On the main floor, having exhausted every room, I lingered. I didn't know why. Every staff member was clearly unable to speak at the moment, and I doubted any of the civilians waiting to be treated would have seen him. I also knew that I couldn't spread word that I was searching for Zuko. I couldn't know if someone might recognize him and, like many victims of his wartime brutalities, desire vengeance.

At the doorstep to the hospital, I rubbed my hands over my face, cheeks burning with anxiety. As I looked up again, I noticed a tower of a woman, a waterbender, approaching. She was tying on her medic robes as she ascended the steps.

"I'm sorry, please," I said, gaining her attention. "I'm sorry, I am looking for a friend of mine. A young man with a scar along his face. Have you seen him?"

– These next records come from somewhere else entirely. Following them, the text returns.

use restate_sdk::prelude::*;
use serde::{Deserialize, Serialize};
use std::sync::Arc;
use rootsignal_core::ServerDeps;
use uuid::Uuid;

use crate::translation::activities::translate::ALL_LOCALES;

#[derive(Debug, Clone, Serialize, Deserialize)]
pub struct TranslateRequest {
    pub translatable_type: String,
    pub translatable_id: String,
    pub source_locale: String,
}
impl_restate_serde!(TranslateRequest);

#[derive(Debug, Clone, Serialize, Deserialize)]
pub struct TranslateResult {
    pub translation_count: u32,
    pub embedding_generated: bool,
    pub status: String,
}
impl_restate_serde!(TranslateResult);

#[derive(Debug, Clone, Serialize, Deserialize)]
pub struct EmptyRequest {}
impl_restate_serde!(EmptyRequest);

#[restate_sdk::workflow]
#[name = "TranslateWorkflow"]
pub trait TranslateWorkflow {
    async fn run(req: TranslateRequest) -> Result<TranslateResult, HandlerError>;

    #[shared]
    async fn get_status(req: EmptyRequest) -> Result<String, HandlerError>;
}

pub struct TranslateWorkflowImpl {
    deps: Arc<ServerDeps>,
}

impl TranslateWorkflowImpl {
    pub fn with_deps(deps: Arc<ServerDeps>) -> Self {
        Self { deps }
    }
}

impl TranslateWorkflow for TranslateWorkflowImpl {
    async fn run(
        &self,
        ctx: WorkflowContext<'_>,
        req: TranslateRequest,
    ) -> Result<TranslateResult, HandlerError> {
        let record_id: Uuid = req.translatable_id.parse().map_err(|e: uuid::Error| {
            TerminalError::new(format!("Invalid UUID: {}", e))
        })?;

        let record_type = req.translatable_type.clone();
        let source_locale = req.source_locale.clone();
        let mut translation_count: u32 = 0;

        // Step 1: If source is not English, translate to English first (blocking)
        if source_locale != "en" {
            ctx.set("status", "translating_to_english".to_string());

            let deps = self.deps.clone();
            let rt = record_type.clone();
            let sl = source_locale.clone();
            let count_json: String = ctx
                .run(|| async move {
                    let ids = crate::translation::activities::translate::translate_record(
                        &rt, record_id, &sl, "en", &deps,
                    )
                    .await
                    .map_err(|e| {
                        TerminalError::new(format!("English translation failed: {}", e))
                    })?;
                    serde_json::to_string(&ids.len())
                        .map_err(|e| TerminalError::new(format!("Serialize: {}", e)).into())
                })
                .await?;

            let count: usize = serde_json::from_str(&count_json)
                .map_err(|e| TerminalError::new(format!("Deserialize: {}", e)))?;
            translation_count += count as u32;
        }

        // Step 2: Generate English embedding (blocking)
        ctx.set("status", "generating_embedding".to_string());

        let deps = self.deps.clone();
        let rt = record_type.clone();
        let sl = source_locale.clone();
        let embedding_json: String = ctx
            .run(|| async move {
                let id = crate::translation::activities::embed::generate_embedding(
                    &rt, record_id, &sl, &deps,
                )
                .await
                .map_err(|e| {
                    TerminalError::new(format!("Embedding generation failed: {}", e))
                })?;
                serde_json::to_string(&id.is_some())
                    .map_err(|e| TerminalError::new(format!("Serialize: {}", e)).into())
            })
            .await?;

        let embedding_generated: bool = serde_json::from_str(&embedding_json)
            .map_err(|e| TerminalError::new(format!("Deserialize: {}", e)))?;

        // Step 3: Translate to remaining locales (each as its own durable step)
        ctx.set("status", "translating_other_locales".to_string());

        let remaining_locales: Vec<&str> = ALL_LOCALES
            .iter()
            .copied()
            .filter(|l| *l != "en" && *l != source_locale.as_str())
            .collect();

        for target_locale in remaining_locales {
            let deps = self.deps.clone();
            let rt = record_type.clone();
            let sl = source_locale.clone();
            let tl = target_locale.to_string();
            let count_json: String = ctx
                .run(|| async move {
                    // Translate from source locale (or from English if source was non-English)
                    // Using English as intermediate for better quality
                    let from_locale = if sl == "en" { "en" } else { "en" };
                    let ids = crate::translation::activities::translate::translate_record(
                        &rt,
                        record_id,
                        from_locale,
                        &tl,
                        &deps,
                    )
                    .await
                    .map_err(|e| {
                        TerminalError::new(format!(
                            "Translation to {} failed: {}",
                            tl, e
                        ))
                    })?;
                    serde_json::to_string(&ids.len())
                        .map_err(|e| TerminalError::new(format!("Serialize: {}", e)).into())
                })
                .await?;

            let count: usize = serde_json::from_str(&count_json)
                .map_err(|e| TerminalError::new(format!("Deserialize: {}", e)))?;
            translation_count += count as u32;
        }

        ctx.set("status", "completed".to_string());

        Ok(TranslateResult {
            translation_count,
            embedding_generated,
            status: "completed".to_string(),
        })
    }

    async fn get_status(
        &self,
        ctx: SharedWorkflowContext<'_>,
        _req: EmptyRequest,
    ) -> Result<String, HandlerError> {
        Ok(ctx
            .get::<String>("status")
            .await?
            .unwrap_or_else(|| "unknown".to_string()))
    }
}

The woman stopped only for a second, looked me over, and continued on her way inside as she replied.

"We discharged him this morning. Fractured ankle, bruised ribs. He'll be fine."

"Do you know where he went after?" I followed her.

"No."

"Please," I said, touching her arm. "Please, I need to find him."

"If he was traveling, he's probably at the Cranefish Inn. It's a few blocks north."

The Cranefish reminded me of the inns I had stopped in as I journeyed across the Earth Kingdom in those months after the raid of the Academy and before the fall of Ozai. It was too small for a town this size, with less than a dozen rooms, and a dusty, unlit restaurant on the main floor. A tank of a man, hands rough with scars and neck popping with veins, stood at the reception desk, which was little more than a wooden podium.

"Hi," I said, smiling and affecting a naïve manner. "I'm so sorry. I think I was supposed to meet my cousin here, but he didn't give me his room number."

The man barely moved, taking note of my torn and blood-spotted robes—damaged from that spirit-monkey's attack.

"His name is Lee. He's got black hair, yellow eyes, and—,"

"Haven't seen him."

Everything about this man didn't feel right to me. Big, scruffy men didn't intimidate me any more than an eleven-year-old girl, but something in his demeanor unsettled me. His pale green eyes inspected every inch of me, as if looking for some damning marker. His head was shaved, an uncommon practice in this region of the continent. More than anything, the utter lack of another human body concerned me.

"You know, I am just famished. I've been traveling all day. Is your restaurant open?"

"No."

"Of course. I understand." It was an hour till sundown, dinnertime for most. "Could I at least use your public restroom?"

"Out of service."

I smiled at him again. He was lying to me. The only question was whether he knew I was lying to him, too.

"Well, thank you, sir. Have a good day."

I bowed and exited the building, preferring not to instigate anything until I was sure. I crept toward the back of the building, hoping for an open window. It appeared that most of the rooms were along the second floor, and near the far end, I spied flimsy shutters hanging open. Checking to ensure that no one would see me, I used my firebending to leap toward that open window.

As I climbed in, my eyes took a moment to adjust to the absence of light. When they did, I saw an empty room: bed made, dresser upright, nothing out of the ordinary. Quietly, I opened the door leading into the hallway.

Instead of similarly ordered rooms, I found every door in that hallway ripped ajar. Furniture toppled, rugs dragged into the hallway. Each room was empty, and silence spread across the entire inn. As I came to the last room, I peered in to find the bed stripped, floorboards ripped up, and, finally, a pair of eyes, blue in color, glaring up at me.

Before I could react, the young man whipped water toward me. I stumbled backward. With another lash, I lost my balance, hit my heel against the edge of a step, and went falling down the stairs.

My head hit the earthen floor, flashes of light filling my world.

When my vision cleared, I found that burly, scarred man standing above me. Before I could bend, the earth beneath me shook, slanted, and I was sent tumbling into a lightless corridor underneath.